What price a treasured memory? You'll need the best part of four decades under your belt to get why a five-figure, 32-year-old Vauxhall Nova SR is worth even a second glance in an already absurdly inflated used car market. But if the opening bars of Born Slippy unlock a Pandora's box of lager-soaked reminiscence, chances are you're in the ballpark. Technically speaking, the Nova was a child of the eighties - it launched in Europe as the original Corsa in 1982 - but, really, of course, it was a nineties' bitch.
Its Britpop-era fame occurred for two reasons. One, the car's comparative low price and extensive potential for modification meant it ranked high among Max Power darlings back in the day. Barely a month went by without seeing one slammed and super-endowed with aftermarket turbochargers. Two, its resulting popularity surged at just the right time for more modest secondhand examples to be within reach of shelf-stacking, testosterone-addled teenagers, who duly fell on it like a pack of wolves.
As ever, the useful thing about an adolescent audience is it has no real frame of reference, so the Nova's distinctly average performance out of the box hardly mattered. No version of the car could hold a candle to the Peugeot 205 GTI's lithe, seat-of-your-pants handling, but that was fine because no trolley-pusher could afford a 205 GTI anyway. The Nova though, particularly in middling SR format, was just about attainable if your birthdays all came at once.
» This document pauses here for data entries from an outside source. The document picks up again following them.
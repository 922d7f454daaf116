//-
// Copyright (c) 2026, Jason Lingle
//
// This file is part of Duomail.
//
// Duomail is free software: you can  redistribute it and/or modify it under the
// terms of  the GNU General Public  License as published by  the Free Software
// Foundation, either version  3 of the License, or (at  your option) any later
// version.
//
// Duomail is distributed  in the hope that  it will be useful,  but WITHOUT ANY
// WARRANTY; without  even the implied  warranty of MERCHANTABILITY  or FITNESS
// FOR  A PARTICULAR  PURPOSE.  See the  GNU General  Public  License for  more
// details.
//
// You should have received a copy of the GNU General Public License along with
// Duomail. If not, see <http://www.gnu.org/licenses/>.

#[cfg(test)]
macro_rules! assert_matches {
    ($expected:pat, $actual:expr) => {
        match $actual {
            $expected => (),
            unexpected => panic!(
                "Expected {} matches {}, got {:?}",
                stringify!($expected),
                stringify!($actual),
                unexpected
            ),
        }
    };
}

mod account;
mod cli;
mod pop3;
mod smtp;
mod support;

fn main() {
    cli::main::main();
}

/// Log to standard error. Used when running interactively.
fn init_simple_log() {
    use log4rs::append::console::{ConsoleAppender, Target};
    use log4rs::config::{Appender, Config, Root};

    let stderr = ConsoleAppender::builder().target(Target::Stderr).build();
    let config = Config::builder()
        .appender(Appender::builder().build("stderr", Box::new(stderr)))
        .build(
            Root::builder()
                .appender("stderr")
                .build(log::LevelFilter::Info),
        )
        .expect("Failed to build logging configuration");
    log4rs::init_config(config).expect("Failed to initialise logging");
}

#[cfg(test)]
static INIT_TEST_LOG: std::sync::Once = std::sync::Once::new();

#[cfg(test)]
fn init_test_log() {
    INIT_TEST_LOG.call_once(|| {
        use log4rs::append::console::{ConsoleAppender, Target};
        use log4rs::config::{Appender, Config, Root};

        let stderr = ConsoleAppender::builder().target(Target::Stderr).build();
        let config = Config::builder()
            .appender(Appender::builder().build("stderr", Box::new(stderr)))
            .build(
                Root::builder()
                    .appender("stderr")
                    .build(log::LevelFilter::Debug),
            )
            .unwrap();
        log4rs::init_config(config).unwrap();
    })
}
//-
// Copyright (c) 2026, Jason Lingle
//
// This file is part of Duomail.
//
// Duomail is free software: you can  redistribute it and/or modify it under the
// terms of  the GNU General Public  License as published by  the Free Software
// Foundation, either version  3 of the License, or (at  your option) any later
// version.
//
// Duomail is distributed  in the hope that  it will be useful,  but WITHOUT ANY
// WARRANTY; without  even the implied  warranty of MERCHANTABILITY  or FITNESS
// FOR  A PARTICULAR  PURPOSE.  See the  GNU General  Public  License for  more
// details.
//
// You should have received a copy of the GNU General Public License along with
// Duomail. If not, see <http://www.gnu.org/licenses/>.

/// Determine whether the given mail address is "safe" to use as the name of
/// a mailbox directory.
///
/// This excludes empty names and anything that could escape the mailbox
/// root or create hidden files. It does not check that the name looks like
/// an email address; the users file is trusted for that.
pub fn is_safe_name(name: &str) -> bool {
    !name.is_empty() &&
        // Block directory traversal through .. and hidden files on UNIX; a
        // leading . is also how staged deliveries are kept out of listings
        name.chars().next() != Some('.') &&
        name.find('/').is_none() &&
        name.find('\\').is_none() &&
        // Control characters would also break the log prefix
        name.find(|c| c < ' ' || c == '\x7F').is_none()
}

#[cfg(test)]
mod test {
    use super::is_safe_name;

    #[test]
    fn test_is_safe_name() {
        assert!(is_safe_name("alice@example.com"));
        assert!(is_safe_name("bob"));
        assert!(is_safe_name("jürgen@example.de"));
        assert!(is_safe_name("first.last@example.com"));
        assert!(!is_safe_name(""));
        assert!(!is_safe_name("."));
        assert!(!is_safe_name(".."));
        assert!(!is_safe_name(".staging"));
        assert!(!is_safe_name("alice/../bob"));
        assert!(!is_safe_name("/etc"));
        assert!(!is_safe_name("alice\\bob"));
        assert!(!is_safe_name("alice\0"));
        assert!(!is_safe_name("alice\r"));
        assert!(!is_safe_name("al\x7Fice"));
    }
}
//-
// Copyright (c) 2026, Jason Lingle
//
// This file is part of Duomail.
//
// Duomail is free software: you can  redistribute it and/or modify it under the
// terms of  the GNU General Public  License as published by  the Free Software
// Foundation, either version  3 of the License, or (at  your option) any later
// version.
//
// Duomail is distributed  in the hope that  it will be useful,  but WITHOUT ANY
// WARRANTY; without  even the implied  warranty of MERCHANTABILITY  or FITNESS
// FOR  A PARTICULAR  PURPOSE.  See the  GNU General  Public  License for  more
// details.
//
// You should have received a copy of the GNU General Public License along with
// Duomail. If not, see <http://www.gnu.org/licenses/>.

use std::fs;
use std::io;
use std::path::{Path, PathBuf};

use log::warn;

use super::directory::Directory;
use crate::support::error::Error;
use crate::support::file_ops::IgnoreKinds;

/// A snapshot of one user's mailbox, opened for a retrieval session.
///
/// Messages are addressed by 1-based ordinals which stay fixed for the life
/// of the `Mailbox`, even while some messages are tagged for deletion. Tags
/// only take effect on disk when `commit()` is called.
#[derive(Debug)]
pub struct Mailbox {
    user: String,
    messages: Vec<Message>,
}

#[derive(Debug)]
pub struct Message {
    path: PathBuf,
    size: u64,
    deleted: bool,
}

impl Message {
    pub fn size(&self) -> u64 {
        self.size
    }

    pub fn is_deleted(&self) -> bool {
        self.deleted
    }

    pub fn tag_for_deletion(&mut self) {
        self.deleted = true;
    }

    pub fn undelete(&mut self) {
        self.deleted = false;
    }

    /// Open the message content for reading.
    ///
    /// Fails with `Error::NxMessage` if the file has gone away since the
    /// mailbox was opened.
    pub fn open(&self) -> Result<io::BufReader<fs::File>, Error> {
        match fs::File::open(&self.path) {
            Ok(f) => Ok(io::BufReader::new(f)),
            Err(e) if io::ErrorKind::NotFound == e.kind() => {
                Err(Error::NxMessage)
            }
            Err(e) => Err(e.into()),
        }
    }
}

impl Mailbox {
    /// Authenticate `user` with `password` and open their mailbox.
    ///
    /// An unknown user and a wrong password both fail with
    /// `Error::BadCredentials`.
    pub fn open(
        directory: &Directory,
        mailbox_root: &Path,
        user: &str,
        password: &str,
    ) -> Result<Self, Error> {
        let entry = directory
            .lookup(user)
            .filter(|e| e.check_password(password))
            .ok_or(Error::BadCredentials)?;

        Self::load(entry.address.clone(), &mailbox_root.join(&entry.address))
    }

    fn load(user: String, path: &Path) -> Result<Self, Error> {
        let mut names = Vec::new();
        match fs::read_dir(path) {
            Ok(rd) => {
                for dirent in rd {
                    let dirent = dirent?;
                    let name = dirent.file_name();
                    // Dotfiles are deliveries still being staged
                    if name.to_string_lossy().starts_with('.') {
                        continue;
                    }
                    names.push(name);
                }
            }
            // Nothing has been delivered yet
            Err(e) if io::ErrorKind::NotFound == e.kind() => (),
            Err(e) => return Err(e.into()),
        }

        names.sort();

        let mut messages = Vec::with_capacity(names.len());
        for name in names {
            let path = path.join(name);
            let md = match fs::metadata(&path) {
                Ok(md) => md,
                // Purged by another session between listing and now
                Err(e) if io::ErrorKind::NotFound == e.kind() => continue,
                Err(e) => return Err(e.into()),
            };

            if !md.is_file() {
                warn!("Ignoring non-file {} in mailbox", path.display());
                continue;
            }

            messages.push(Message {
                path,
                size: md.len(),
                deleted: false,
            });
        }

        Ok(Mailbox { user, messages })
    }

    /// The canonical name of the mailbox owner.
    pub fn user(&self) -> &str {
        &self.user
    }

    /// The number of messages, optionally counting those tagged for
    /// deletion.
    pub fn size(&self, include_deleted: bool) -> usize {
        if include_deleted {
            self.messages.len()
        } else {
            self.messages.iter().filter(|m| !m.deleted).count()
        }
    }

    /// The total size in bytes of all messages not tagged for deletion.
    pub fn total_size(&self) -> u64 {
        self.messages
            .iter()
            .filter(|m| !m.deleted)
            .map(|m| m.size)
            .sum()
    }

    pub fn message(&self, ordinal: usize) -> Result<&Message, Error> {
        ordinal
            .checked_sub(1)
            .and_then(|ix| self.messages.get(ix))
            .ok_or(Error::NxMessage)
    }

    pub fn message_mut(
        &mut self,
        ordinal: usize,
    ) -> Result<&mut Message, Error> {
        let ix = ordinal.checked_sub(1).ok_or(Error::NxMessage)?;
        self.messages.get_mut(ix).ok_or(Error::NxMessage)
    }

    /// Iterate over the messages not tagged for deletion, with their
    /// ordinals.
    pub fn live_messages(&self) -> impl Iterator<Item = (usize, &Message)> {
        self.messages
            .iter()
            .enumerate()
            .filter(|(_, m)| !m.deleted)
            .map(|(ix, m)| (ix + 1, m))
    }

    /// Remove the deletion tag from every message.
    pub fn undelete_all(&mut self) {
        for message in &mut self.messages {
            message.undelete();
        }
    }

    /// Permanently remove every message tagged for deletion.
    ///
    /// Returns the number of messages removed. Messages someone else already
    /// removed count as removed.
    pub fn commit(&mut self) -> Result<usize, Error> {
        let mut removed = 0;
        for message in self.messages.iter().filter(|m| m.deleted) {
            fs::remove_file(&message.path).ignore_not_found()?;
            removed += 1;
        }

        self.messages.retain(|m| !m.deleted);
        Ok(removed)
    }
}

#[cfg(test)]
mod test {
    use std::io::Read;

    use tempfile::TempDir;

    use super::*;

    fn set_up() -> (TempDir, Directory) {
        crate::init_test_log();

        let root = TempDir::new().unwrap();
        let alice = root.path().join("alice@example.com");
        fs::create_dir(&alice).unwrap();
        fs::write(alice.join("1.txt"), "first\r\n").unwrap();
        fs::write(alice.join("2.txt"), "second message\r\n").unwrap();
        fs::write(alice.join("3.txt"), "third\r\n").unwrap();
        fs::write(alice.join(".tmp123"), "staged").unwrap();

        let directory = Directory::parse(
            "alice@example.com secret\nbob@example.com hunter2\n",
        );
        (root, directory)
    }

    #[test]
    fn authentication() {
        let (root, directory) = set_up();

        assert_matches!(
            Err(Error::BadCredentials),
            Mailbox::open(&directory, root.path(), "alice@example.com", "nope")
        );
        assert_matches!(
            Err(Error::BadCredentials),
            Mailbox::open(&directory, root.path(), "zim@example.com", "secret")
        );

        let mailbox =
            Mailbox::open(&directory, root.path(), "ALICE@example.com", "secret")
                .unwrap();
        assert_eq!("alice@example.com", mailbox.user());
    }

    #[test]
    fn empty_mailbox() {
        let (root, directory) = set_up();
        let mailbox =
            Mailbox::open(&directory, root.path(), "bob@example.com", "hunter2")
                .unwrap();
        assert_eq!(0, mailbox.size(true));
        assert_eq!(0, mailbox.total_size());
        assert_matches!(Err(Error::NxMessage), mailbox.message(1));
    }

    #[test]
    fn listing_and_tagging() {
        let (root, directory) = set_up();
        let mut mailbox =
            Mailbox::open(&directory, root.path(), "alice@example.com", "secret")
                .unwrap();

        assert_eq!(3, mailbox.size(false));
        assert_eq!(3, mailbox.size(true));
        assert_eq!(7 + 16 + 7, mailbox.total_size());
        assert_matches!(Err(Error::NxMessage), mailbox.message(0));
        assert_matches!(Err(Error::NxMessage), mailbox.message(4));
        assert_eq!(16, mailbox.message(2).unwrap().size());

        mailbox.message_mut(2).unwrap().tag_for_deletion();
        assert_eq!(2, mailbox.size(false));
        assert_eq!(3, mailbox.size(true));
        assert_eq!(14, mailbox.total_size());
        assert!(mailbox.message(2).unwrap().is_deleted());
        assert_eq!(
            vec![1, 3],
            mailbox.live_messages().map(|(n, _)| n).collect::<Vec<_>>()
        );

        mailbox.undelete_all();
        assert_eq!(3, mailbox.size(false));
        assert_eq!(30, mailbox.total_size());
    }

    #[test]
    fn reading_content() {
        let (root, directory) = set_up();
        let mailbox =
            Mailbox::open(&directory, root.path(), "alice@example.com", "secret")
                .unwrap();

        let mut content = String::new();
        mailbox
            .message(2)
            .unwrap()
            .open()
            .unwrap()
            .read_to_string(&mut content)
            .unwrap();
        assert_eq!("second message\r\n", content);

        fs::remove_file(root.path().join("alice@example.com/3.txt")).unwrap();
        assert_matches!(Err(Error::NxMessage), mailbox.message(3).unwrap().open());
    }

    #[test]
    fn commit_purges_tagged() {
        let (root, directory) = set_up();
        let alice = root.path().join("alice@example.com");
        let mut mailbox =
            Mailbox::open(&directory, root.path(), "alice@example.com", "secret")
                .unwrap();

        mailbox.message_mut(1).unwrap().tag_for_deletion();
        mailbox.message_mut(3).unwrap().tag_for_deletion();
        // Already gone; still counts
        fs::remove_file(alice.join("3.txt")).unwrap();

        assert_eq!(2, mailbox.commit().unwrap());
        assert!(!alice.join("1.txt").exists());
        assert!(alice.join("2.txt").exists());
        assert_eq!(1, mailbox.size(true));

        let reopened =
            Mailbox::open(&directory, root.path(), "alice@example.com", "secret")
                .unwrap();
        assert_eq!(1, reopened.size(true));
        assert_eq!(16, reopened.total_size());
    }
}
The one you really wanted - assuming your budget didn't extend to the 101hp-toting GTE or GSi - was the fuel-injected 82hp 1.4-litre SRi, because it shared the more powerful model's try-harder running gear and was therefore a proper warm hatch in the fledgling tradition. But most had to settle for the earlier and lowlier 1.3-litre unit in the SR, which equipped your long weekends and late nights with a knee-trembling 70hp at 5,800rpm. Which is what we have here.
In modern terms, the car was not a flyer. In fact, even in its day nobody could mistake its double-digit 0-60mph time for searing acceleration - no one except the uninitiated, that is, who were too busy driving it absolutely flat out absolutely everywhere to notice a shortfall in speed versus the normal flow of traffic. Like most small hatchbacks of its time, it also had low weight on its side; pity anyone who didn't get to experience the flighty novelty of a 750kg front-driver, built to mediocre tolerances.
It is testament to the Nova's short-lived popularity that most former owners tend to look back on the increasingly rare model with fondness. Granted, you'd need the rose-tinted equivalent of welder's goggles to consider handing over £16,995 for even a low-mile example in the cold light of day - but any non-Shed price asked for a Nova in 2021 merely confirms that no interested party is buying it to drive or own simply as a small hatchback. That would be insane. What they're paying for is total recall of decades-old LOLs. And, no matter what else you think of it, the humble Nova unquestionably generated more than its fair share of those.